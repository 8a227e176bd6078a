use anyhow::{bail, Context};
use serde::{Deserialize, Serialize};
use std::path::{Path, PathBuf};
use std::time::Duration;
use tracing::{debug, info};

pub const DEFAULT_OMDB_URL: &str = "https://www.omdbapi.com/";
pub const DEFAULT_YOUTUBE_URL: &str = "https://www.googleapis.com/youtube/v3/search";
const DEFAULT_DATA_DIR: &str = ".movie-explorer";
const DEFAULT_DEBOUNCE_MILLIS: u64 = 300;

#[derive(Debug, Clone, Default, Deserialize, Serialize)]
pub struct Configuration {
    #[serde(default)]
    pub omdb: OmdbConfig,
    #[serde(default)]
    pub youtube: YoutubeConfig,
    pub storage: Option<StorageConfig>,
    pub search: Option<SearchConfig>,
}

#[derive(Debug, Clone, Deserialize, Serialize)]
pub struct OmdbConfig {
    #[serde(rename = "baseUrl", default = "default_omdb_url")]
    pub base_url: String,
    #[serde(rename = "apikey", default)]
    pub api_key: String,
}

#[derive(Debug, Clone, Deserialize, Serialize)]
pub struct YoutubeConfig {
    #[serde(rename = "baseUrl", default = "default_youtube_url")]
    pub base_url: String,
    #[serde(rename = "apikey")]
    pub api_key: Option<String>,
}

#[derive(Debug, Clone, Deserialize, Serialize)]
pub struct StorageConfig {
    #[serde(rename = "dataDir")]
    pub data_dir: PathBuf,
}

#[derive(Debug, Clone, Deserialize, Serialize)]
pub struct SearchConfig {
    #[serde(rename = "debounceMillis")]
    pub debounce_millis: u64,
}

fn default_omdb_url() -> String {
    DEFAULT_OMDB_URL.to_string()
}

fn default_youtube_url() -> String {
    DEFAULT_YOUTUBE_URL.to_string()
}

impl Default for OmdbConfig {
    fn default() -> Self {
        Self {
            base_url: default_omdb_url(),
            api_key: String::new(),
        }
    }
}

impl Default for YoutubeConfig {
    fn default() -> Self {
        Self {
            base_url: default_youtube_url(),
            api_key: None,
        }
    }
}

impl Configuration {
    pub fn from_file(path: impl AsRef<Path>) -> anyhow::Result<Self> {
        let path = path.as_ref();
        let content = std::fs::read_to_string(path)
            .with_context(|| format!("failed to read config file {}", path.display()))?;
        let config: Configuration = serde_yaml::from_str(&content)
            .with_context(|| format!("failed to parse config file {}", path.display()))?;
        Ok(config)
    }

    /// Reads the file when it exists, falls back to defaults otherwise, then
    /// applies `OMDB_API_KEY` / `YOUTUBE_API_KEY` from the environment.
    pub fn load(path: impl AsRef<Path>) -> anyhow::Result<Self> {
        let path = path.as_ref();
        let config = if path.exists() {
            info!("Loading configuration from: {}", path.display());
            Self::from_file(path)?
        } else {
            debug!("No config file at {}, using defaults", path.display());
            Self::default()
        };

        let config = config.with_api_keys(
            std::env::var("OMDB_API_KEY").ok(),
            std::env::var("YOUTUBE_API_KEY").ok(),
        );
        config.validate()?;
        Ok(config)
    }

    /// Overrides API keys with any non-blank values given.
    pub fn with_api_keys(mut self, omdb: Option<String>, youtube: Option<String>) -> Self {
        if let Some(key) = omdb.filter(|k| !k.trim().is_empty()) {
            self.omdb.api_key = key;
        }
        if let Some(key) = youtube.filter(|k| !k.trim().is_empty()) {
            self.youtube.api_key = Some(key);
        }
        self
    }

    pub fn validate(&self) -> anyhow::Result<()> {
        if self.omdb.api_key.trim().is_empty() {
            bail!("OMDb API key missing: set omdb.apikey in the config file or OMDB_API_KEY");
        }
        Ok(())
    }

    pub fn data_dir(&self) -> PathBuf {
        self.storage
            .as_ref()
            .map(|s| s.data_dir.clone())
            .unwrap_or_else(|| PathBuf::from(DEFAULT_DATA_DIR))
    }

    pub fn debounce_delay(&self) -> Duration {
        Duration::from_millis(
            self.search
                .as_ref()
                .map(|s| s.debounce_millis)
                .unwrap_or(DEFAULT_DEBOUNCE_MILLIS),
        )
    }
}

Description of the task: Starting at the first line of the records above, please copy each line exactly until you reach the line containing "impl Default for OmdbConfig". Include that line and stop there.

Response to the exercise:
repository 8a227e176bd6078a
use anyhow::{bail, Context};
use serde::{Deserialize, Serialize};
use std::path::{Path, PathBuf};
use std::time::Duration;
use tracing::{debug, info};

pub const DEFAULT_OMDB_URL: &str = "https://www.omdbapi.com/";
pub const DEFAULT_YOUTUBE_URL: &str = "https://www.googleapis.com/youtube/v3/search";
const DEFAULT_DATA_DIR: &str = ".movie-explorer";
const DEFAULT_DEBOUNCE_MILLIS: u64 = 300;

#[derive(Debug, Clone, Default, Deserialize, Serialize)]
pub struct Configuration {
    #[serde(default)]
    pub omdb: OmdbConfig,
    #[serde(default)]
    pub youtube: YoutubeConfig,
    pub storage: Option<StorageConfig>,
    pub search: Option<SearchConfig>,
}

#[derive(Debug, Clone, Deserialize, Serialize)]
pub struct OmdbConfig {
    #[serde(rename = "baseUrl", default = "default_omdb_url")]
    pub base_url: String,
    #[serde(rename = "apikey", default)]
    pub api_key: String,
}

#[derive(Debug, Clone, Deserialize, Serialize)]
pub struct YoutubeConfig {
    #[serde(rename = "baseUrl", default = "default_youtube_url")]
    pub base_url: String,
    #[serde(rename = "apikey")]
    pub api_key: Option<String>,
}

#[derive(Debug, Clone, Deserialize, Serialize)]
pub struct StorageConfig {
    #[serde(rename = "dataDir")]
    pub data_dir: PathBuf,
}

#[derive(Debug, Clone, Deserialize, Serialize)]
pub struct SearchConfig {
    #[serde(rename = "debounceMillis")]
    pub debounce_millis: u64,
}

fn default_omdb_url() -> String {
    DEFAULT_OMDB_URL.to_string()
}

fn default_youtube_url() -> String {
    DEFAULT_YOUTUBE_URL.to_string()
}

impl Default for OmdbConfig {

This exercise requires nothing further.